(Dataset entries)
--- START ---

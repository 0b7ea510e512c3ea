//! Backup snapshots on disk

use crate::domain::backup::{file_backup_name, full_backup_name, should_backup, BackupFrequency};
use crate::error::Result;
use crate::infrastructure::config::Settings;
use chrono::NaiveDateTime;
use std::fs;
use std::path::{Path, PathBuf};
use tracing::{debug, info, warn};
use walkdir::WalkDir;

/// What to snapshot
#[derive(Debug, Clone, PartialEq, Eq)]
pub enum BackupTarget {
    /// One day file, by path
    File(PathBuf),
    /// The whole journal directory
    Journal,
}

/// Result of a backup attempt. Failures are values so callers can carry on
/// with the write that triggered the backup.
#[derive(Debug, Clone, PartialEq, Eq)]
pub enum BackupOutcome {
    Created(PathBuf),
    NotDue,
    Disabled,
    Failed(String),
}

/// Takes frequency-gated snapshots into the backup directory
#[derive(Debug, Clone)]
pub struct BackupManager {
    journal_dir: PathBuf,
    backup_dir: PathBuf,
    frequency: BackupFrequency,
    enabled: bool,
}

impl BackupManager {
    pub fn new(
        journal_dir: PathBuf,
        backup_dir: PathBuf,
        frequency: BackupFrequency,
        enabled: bool,
    ) -> Self {
        BackupManager {
            journal_dir,
            backup_dir,
            frequency,
            enabled,
        }
    }

    pub fn from_settings(settings: &Settings) -> Self {
        BackupManager::new(
            settings.journal_dir(),
            settings.backup_dir(),
            settings.backup_frequency,
            settings.auto_backup,
        )
    }

    pub fn backup_dir(&self) -> &Path {
        &self.backup_dir
    }

    /// Names of entries in the backup directory
    pub fn existing_backups(&self) -> Vec<String> {
        let Ok(entries) = fs::read_dir(&self.backup_dir) else {
            return Vec::new();
        };

        entries
            .filter_map(|e| e.ok())
            .filter_map(|e| e.file_name().to_str().map(str::to_string))
            .collect()
    }

    /// Back up `target` if auto backup is on and a backup is due
    pub fn maybe_backup(&self, target: &BackupTarget, now: NaiveDateTime) -> BackupOutcome {
        if !self.enabled {
            return BackupOutcome::Disabled;
        }

        if !should_backup(&self.existing_backups(), self.frequency, now) {
            debug!(frequency = %self.frequency, "backup not due");
            return BackupOutcome::NotDue;
        }

        self.backup(target, now)
    }

    /// Snapshot `target` unconditionally
    pub fn backup(&self, target: &BackupTarget, now: NaiveDateTime) -> BackupOutcome {
        let result = match target {
            BackupTarget::File(path) => self.backup_file(path, now),
            BackupTarget::Journal => self.backup_journal(now),
        };

        match result {
            Ok(path) => {
                info!(path = %path.display(), "backup created");
                BackupOutcome::Created(path)
            }
            Err(e) => {
                warn!(error = %e, "backup failed");
                BackupOutcome::Failed(e.to_string())
            }
        }
    }

    fn backup_file(&self, source: &Path, now: NaiveDateTime) -> Result<PathBuf> {
        let filename = source
            .file_name()
            .and_then(|n| n.to_str())
            .unwrap_or("day.md");

        fs::create_dir_all(&self.backup_dir)?;
        let dest = self.backup_dir.join(file_backup_name(filename, now));
        fs::copy(source, &dest)?;
        Ok(dest)
    }

    fn backup_journal(&self, now: NaiveDateTime) -> Result<PathBuf> {
        if !self.journal_dir.is_dir() {
            return Err(std::io::Error::new(
                std::io::ErrorKind::NotFound,
                format!("Journal directory not found: {}", self.journal_dir.display()),
            )
            .into());
        }

        let dest_root = self.backup_dir.join(full_backup_name(now));
        fs::create_dir_all(&dest_root)?;

        // The backup directory may live inside the journal directory
        let skip = self.backup_dir.clone();
        let walker = WalkDir::new(&self.journal_dir)
            .follow_links(false)
            .into_iter()
            .filter_entry(move |entry| entry.depth() == 0 || !entry.path().starts_with(&skip));

        for entry in walker {
            let entry = entry.map_err(std::io::Error::from)?;
            let Ok(rel) = entry.path().strip_prefix(&self.journal_dir) else {
                continue;
            };
            if rel.as_os_str().is_empty() {
                continue;
            }

            let dest = dest_root.join(rel);
            if entry.file_type().is_dir() {
                fs::create_dir_all(&dest)?;
            } else if entry.file_type().is_file() {
                fs::copy(entry.path(), &dest)?;
            }
        }

        Ok(dest_root)
    }
}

--- END ---

Take the line with "else if entry.file_type().is_file()" and every line after it in the data, and please reproduce them exactly, leaving out all other lines.

> [Response below]
            } else if entry.file_type().is_file() {
                fs::copy(entry.path(), &dest)?;
            }
        }

        Ok(dest_root)
    }
}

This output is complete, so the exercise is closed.